Use of low-frequency Raman spectroscopy and chemometrics for the quantification of crystallinity in amorphous griseofulvin tablets

•Use of a Raman system in which volume Bragg gratings allow for sensitive measurement of low frequency Raman region. Spectral coverage allows for simultaneous measurement of lower frequency (intermolecular vibrations) and higher frequency (intramolecular vibrations).•Comparison of these two regimes made in terms of recrystallization of amorphous griseofulvin in pressed tablets.•Use of multivariate data analysis in combination with low frequency Raman to detect and quantify early onset of crystallisation.•The quantified level of crystallinity measured with low and mid frequency Raman data collected on the same instrument compared; low frequency is better based on higher signal intensities of these bands.•Dynamic behaviour of the recrystallization behaviour compared for FT and low frequency Raman data; data are consistent.
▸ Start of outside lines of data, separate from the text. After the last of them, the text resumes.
//! Command-line interface definition.

use clap::{Args, Parser, Subcommand, ValueEnum};
use std::path::PathBuf;

use super::validation::{
    validate_config_file_path, validate_host_address, validate_http_url, validate_mp_id,
    validate_page, validate_page_size, validate_port,
};
use crate::build;

/// Manage MPusher subscriptions and receive article pushes
#[derive(Parser, Debug)]
#[command(name = "mpusher")]
#[command(about = "Manage MPusher subscriptions and receive article pushes")]
#[command(long_about = "
mpusher talks to the MPusher public API and hosts a webhook receiver for
article pushes from followed WeChat official accounts.

EXAMPLES:
    # Start the demo service (webhook + management API)
    mpusher serve --port 8080

    # List followed accounts
    mpusher --token $TOKEN subscriptions list --page-size 50

    # Follow the account that published an article
    mpusher subscriptions add https://mp.weixin.qq.com/s/xxxx

    # Stop following an account
    mpusher subscriptions remove 42

    # Point pushes at your webhook
    mpusher callback set https://example.com/webhook --auth-token s3cret

    # Check configuration without starting the server
    mpusher serve --dry-run
")]
#[command(version = build::CLAP_LONG_VERSION)]
pub struct Cli {
    #[command(subcommand)]
    pub command: Option<Commands>,

    /// Configuration file path
    ///
    /// Loads this single TOML file instead of the layered `config/` directory.
    #[arg(short, long, global = true, value_name = "FILE", value_parser = validate_config_file_path)]
    pub config: Option<PathBuf>,

    /// Override environment detection (MPUSHER_APP_ENV)
    #[arg(short, long, global = true, value_enum)]
    pub env: Option<Environment>,

    /// Enable debug logging
    #[arg(short, long, global = true)]
    pub verbose: bool,

    /// Only log errors
    #[arg(short, long, global = true, conflicts_with = "verbose")]
    pub quiet: bool,

    /// MPusher API token, overriding configuration and MPUSHER_TOKEN
    #[arg(long, global = true, value_name = "TOKEN")]
    pub token: Option<String>,

    /// MPusher API address, overriding configuration and MPUSHER_BASE_URL
    #[arg(long, global = true, value_name = "URL", value_parser = validate_http_url)]
    pub base_url: Option<String>,
}

#[derive(Subcommand, Debug)]
pub enum Commands {
    /// Start the demo service (default)
    ///
    /// Serves the webhook receiver, the subscription management API and
    /// health checks.
    Serve {
        /// Host address to bind to
        #[arg(long, value_name = "ADDRESS", value_parser = validate_host_address)]
        host: Option<String>,

        /// Port number to listen on
        #[arg(short, long, value_name = "PORT", value_parser = validate_port)]
        port: Option<u16>,

        /// Log level override
        #[arg(long, value_enum)]
        log_level: Option<LogLevel>,

        /// Validate configuration and exit
        #[arg(long)]
        dry_run: bool,
    },
    /// Manage followed official accounts
    Subscriptions {
        #[command(subcommand)]
        action: SubscriptionCommand,
    },
    /// Manage the push callback
    Callback {
        #[command(subcommand)]
        action: CallbackCommand,
    },
}

#[derive(Subcommand, Debug, Clone, PartialEq, Eq)]
pub enum SubscriptionCommand {
    /// List followed accounts
    List(ListArgs),
    /// Follow the account that published an article
    Add {
        /// Article URL, e.g. https://mp.weixin.qq.com/s/xxxx
        #[arg(value_name = "ARTICLE_URL", value_parser = validate_http_url)]
        url: String,
    },
    /// Stop following an account
    Remove {
        /// Official account ID
        #[arg(value_name = "MP_ID", value_parser = validate_mp_id)]
        mp_id: i64,
    },
}

#[derive(Args, Debug, Clone, PartialEq, Eq)]
pub struct ListArgs {
    /// Page number, starting at 1
    #[arg(long, value_parser = validate_page)]
    pub page: Option<u32>,

    /// Items per page, 1 to 100
    #[arg(long, value_parser = validate_page_size)]
    pub page_size: Option<u32>,

    /// Filter by account name
    #[arg(long, value_name = "NAME")]
    pub name: Option<String>,
}

#[derive(Subcommand, Debug, Clone, PartialEq, Eq)]
pub enum CallbackCommand {
    /// Set the URL article pushes are delivered to
    Set {
        #[arg(value_name = "CALLBACK_URL", value_parser = validate_http_url)]
        url: String,

        /// Token MPusher sends as `Authorization: Bearer <token>`
        #[arg(long, value_name = "TOKEN")]
        auth_token: Option<String>,
    },
}

#[derive(ValueEnum, Clone, Copy, Debug, PartialEq, Eq)]
pub enum Environment {
    #[value(name = "development", alias = "dev")]
    Development,
    #[value(name = "test")]
    Test,
    #[value(name = "staging", alias = "stage")]
    Staging,
    #[value(name = "production", alias = "prod")]
    Production,
}

#[derive(ValueEnum, Clone, Copy, Debug, PartialEq, Eq)]
pub enum LogLevel {
    #[value(name = "error")]
    Error,
    #[value(name = "warn", alias = "warning")]
    Warn,
    #[value(name = "info")]
    Info,
    #[value(name = "debug")]
    Debug,
    #[value(name = "trace")]
    Trace,
}

impl Cli {
    /// Whether the default command (serve) runs.
    pub fn is_serve(&self) -> bool {
        matches!(self.command, None | Some(Commands::Serve { .. }))
    }
}

impl LogLevel {
    pub fn as_str(&self) -> &'static str {
        match self {
            LogLevel::Error => "error",
            LogLevel::Warn => "warn",
            LogLevel::Info => "info",
            LogLevel::Debug => "debug",
            LogLevel::Trace => "trace",
        }
    }
}

impl From<Environment> for crate::config::Environment {
    fn from(env: Environment) -> Self {
        match env {
            Environment::Development => crate::config::Environment::Development,
            Environment::Test => crate::config::Environment::Test,
            Environment::Staging => crate::config::Environment::Staging,
            Environment::Production => crate::config::Environment::Production,
        }
    }
}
Low-frequency Raman spectroscopy, which directly probes phonon lattice modes of crystal structures, has much unexplored potential for sensitive qualitative and quantitative analysis of crystallinity in drugs and excipients. In this study, the level of crystallinity in tablets containing amorphous drug is quantified using low-frequency Raman spectroscopy in concert with chemometrics for the first time. Importantly, these data are directly compared to simultaneously obtained mid-frequency Raman spectra, as well as to FT-Raman data, which is commonly used for such quantification. Griseofulvin was used as a model drug. The PLS model using FT-Raman spectroscopy gave a root mean squared error of prediction (RMSEP) of 0.65%. The PLS models of the low- and mid-frequency regions using a charge coupled device (CCD) based Raman system with 785 nm excitation gave an RMSEP = 1.2% when using the low-frequency region (5–120 cm−1) and RMSEP = 1.4% for the mid-range frequencies (520–1740 cm−1). The recrystallization profiles determined using the various Raman techniques and their associated models were similar. The FT-Raman and the low frequency Raman systems were able to detect and quantify crystallinity in stored amorphous samples earlier than the mid-frequency 785 nm Raman system. Overall, this study suggests that low-frequency Raman spectroscopy has at least equally good performance compared to mid-frequency Raman for quantitative analysis of crystallinity in the pharmaceutical setting. More generally, the much stronger Raman scattering in the low-frequency region combined with the intrinsic spectral differences between amorphous and crystalline materials may prove advantageous for some analyses.